Patients with cancer have a 7-fold increased risk for blood clots in the legs or lungs (venous thrombosis), according to a study in the February 9 issue of JAMA.
Studies that identify patients at highest risk of thrombosis are scarce, according to background information in the article. It is unclear what risks are for various types and stages of cancer.
Jeanet W. Blom, M.D., of the Leiden University Medical Center, Leiden, the Netherlands, and colleagues conducted a study to identify individuals with cancer with an increased thrombotic risk, evaluated different tumor sites, the presence of distant metastases, and carrier status of gene mutations.

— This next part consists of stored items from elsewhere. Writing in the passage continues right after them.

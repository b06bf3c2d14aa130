use std::fmt;

use serde::{Deserialize, Serialize};

use crate::candidate::CandidateRecord;

/// How confidently a registry record was matched to a cleaned key.
#[derive(Debug, Clone, Copy, PartialEq, Eq, Hash, Serialize, Deserialize)]
#[serde(rename_all = "UPPERCASE")]
pub enum MatchQuality {
    /// Exact name match, or the partial English containment/prefix rule.
    Exact,
    /// No name rule applied; earliest-approved candidate of the whole result set.
    Fuzzy,
}

impl MatchQuality {
    pub fn as_str(self) -> &'static str {
        match self {
            Self::Exact => "EXACT",
            Self::Fuzzy => "FUZZY",
        }
    }
}

impl fmt::Display for MatchQuality {
    fn fmt(&self, f: &mut fmt::Formatter<'_>) -> fmt::Result {
        f.write_str(self.as_str())
    }
}

/// Closed, row-scoped failure taxonomy.
#[derive(Debug, Clone, Copy, PartialEq, Eq, PartialOrd, Ord, Hash, Serialize, Deserialize)]
#[serde(rename_all = "SCREAMING_SNAKE_CASE")]
pub enum UnmatchedReason {
    /// The supplier returned nothing, or the cleaned key was empty.
    NoResult,
    /// An English key returned nothing; translate-then-retry may help.
    NoResultEnglish,
    /// A record was selected but carries no ingredient text.
    NoIngredient,
    /// Candidates existed but no record could be selected.
    Ambiguous,
    /// The candidate supplier itself failed.
    SourceError,
}

impl UnmatchedReason {
    pub const ALL: [Self; 5] = [
        Self::NoResult,
        Self::NoResultEnglish,
        Self::NoIngredient,
        Self::Ambiguous,
        Self::SourceError,
    ];

    pub fn as_str(self) -> &'static str {
        match self {
            Self::NoResult => "NO_RESULT",
            Self::NoResultEnglish => "NO_RESULT_ENGLISH",
            Self::NoIngredient => "NO_INGREDIENT",
            Self::Ambiguous => "AMBIGUOUS",
            Self::SourceError => "SOURCE_ERROR",
        }
    }
}

impl fmt::Display for UnmatchedReason {
    fn fmt(&self, f: &mut fmt::Formatter<'_>) -> fmt::Result {
        f.write_str(self.as_str())
    }
}

/// Per-input-row processing outcome.
#[derive(Debug, Clone, PartialEq, Eq, Serialize, Deserialize)]
#[serde(tag = "type", rename_all = "lowercase")]
pub enum ProcessOutcome {
    Matched {
        product: String,
        cleaned_key: String,
        candidate: CandidateRecord,
        quality: MatchQuality,
    },
    Unmatched {
        product: String,
        cleaned_key: String,
        reason: UnmatchedReason,
        candidate_count: usize,
    },
}

impl ProcessOutcome {
    pub fn product(&self) -> &str {
        match self {
            Self::Matched { product, .. } | Self::Unmatched { product, .. } => product,
        }
    }

    pub fn cleaned_key(&self) -> &str {
        match self {
            Self::Matched { cleaned_key, .. } | Self::Unmatched { cleaned_key, .. } => cleaned_key,
        }
    }

    pub fn is_matched(&self) -> bool {
        matches!(self, Self::Matched { .. })
    }

    pub fn candidate(&self) -> Option<&CandidateRecord> {
        match self {
            Self::Matched { candidate, .. } => Some(candidate),
            Self::Unmatched { .. } => None,
        }
    }
}
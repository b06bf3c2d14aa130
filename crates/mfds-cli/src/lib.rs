//! Library side of the `mfds-reconcile` binary: logging setup, configuration
//! resolution, and output writers.

pub mod config;
pub mod logging;
pub mod output;
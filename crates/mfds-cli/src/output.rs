//! CSV and JSON writers for the final and unmatched tables.

use std::fs::File;
use std::io::{self, BufWriter, Write};
use std::path::Path;

use anyhow::{Context, Result};
use mfds_core::ReconcileReport;
use mfds_model::{FinalRow, MatchQuality, UnmatchedRow};
use serde::Serialize;

pub const FINAL_HEADERS: [&str; 8] = [
    "제품명",
    "오리지널",
    "제네릭 수",
    "성분명",
    "영문성분명",
    "MFDS 제품명",
    "순번",
    "매칭",
];

pub const UNMATCHED_HEADERS: [&str; 5] = ["제품명", "정제키", "사유", "후보 수", "순번"];

/// Output encoding of the written tables.
#[derive(Debug, Clone, Copy, Default, PartialEq, Eq)]
pub enum OutputFormat {
    #[default]
    Csv,
    Json,
}

pub fn write_final_csv<W: Write>(writer: W, rows: &[FinalRow]) -> Result<()> {
    let mut csv = csv::Writer::from_writer(writer);
    csv.write_record(FINAL_HEADERS)?;
    for row in rows {
        let generic_count = row.generic_count.to_string();
        csv.write_record([
            row.product.as_str(),
            row.original_flag.as_str(),
            generic_count.as_str(),
            row.ingredient.as_str(),
            row.ingredient_eng.as_str(),
            row.item_name.as_str(),
            row.sequence_tag.as_deref().unwrap_or_default(),
            row.match_quality.map_or("", MatchQuality::as_str),
        ])?;
    }
    csv.flush()?;
    Ok(())
}

pub fn write_unmatched_csv<W: Write>(writer: W, rows: &[UnmatchedRow]) -> Result<()> {
    let mut csv = csv::Writer::from_writer(writer);
    csv.write_record(UNMATCHED_HEADERS)?;
    for row in rows {
        let candidate_count = row.candidate_count.to_string();
        csv.write_record([
            row.product.as_str(),
            row.cleaned_key.as_str(),
            row.reason.as_str(),
            candidate_count.as_str(),
            row.sequence_tag.as_deref().unwrap_or_default(),
        ])?;
    }
    csv.flush()?;
    Ok(())
}

pub fn write_json<W: Write, T: Serialize + ?Sized>(mut writer: W, value: &T) -> Result<()> {
    serde_json::to_writer_pretty(&mut writer, value)?;
    writeln!(writer)?;
    Ok(())
}

/// Writes the final table, or the whole report in JSON mode, to `path` or
/// stdout.
pub fn write_report(
    report: &ReconcileReport,
    format: OutputFormat,
    path: Option<&Path>,
) -> Result<()> {
    with_output(path, |writer| match format {
        OutputFormat::Csv => write_final_csv(writer, &report.final_rows),
        OutputFormat::Json => write_json(writer, report),
    })
}

pub fn write_unmatched(rows: &[UnmatchedRow], format: OutputFormat, path: &Path) -> Result<()> {
    with_output(Some(path), |writer| match format {
        OutputFormat::Csv => write_unmatched_csv(writer, rows),
        OutputFormat::Json => write_json(writer, rows),
    })
}

fn with_output<F>(path: Option<&Path>, write: F) -> Result<()>
where
    F: FnOnce(&mut dyn Write) -> Result<()>,
{
    match path {
        Some(path) => {
            let file = File::create(path)
                .with_context(|| format!("create output: {}", path.display()))?;
            let mut writer = BufWriter::new(file);
            write(&mut writer).with_context(|| format!("write output: {}", path.display()))?;
            writer
                .flush()
                .with_context(|| format!("flush output: {}", path.display()))
        }
        None => {
            let stdout = io::stdout();
            let mut writer = stdout.lock();
            write(&mut writer).context("write output: stdout")
        }
    }
}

The study (Multiple Environmental and Genetic Assessment [MEGA]) included 3,220 patients, aged 18 to 70 years, with a first deep venous thrombosis of the leg or pulmonary embolism (blood clot in the lungs), between March 1, 1999, and May 31, 2002, at 6 anticoagulation clinics in the Netherlands. There were 2,131 control participants (partners of the patients). Both groups reported via a questionnaire on acquired risk factors for venous thrombosis. Three months after discontinuation of the anticoagulant therapy, all patients and controls were interviewed, a blood sample was taken, and DNA was isolated to ascertain the gene mutations, factor V Leiden and prothrombin 20210A, both linked to thrombosis.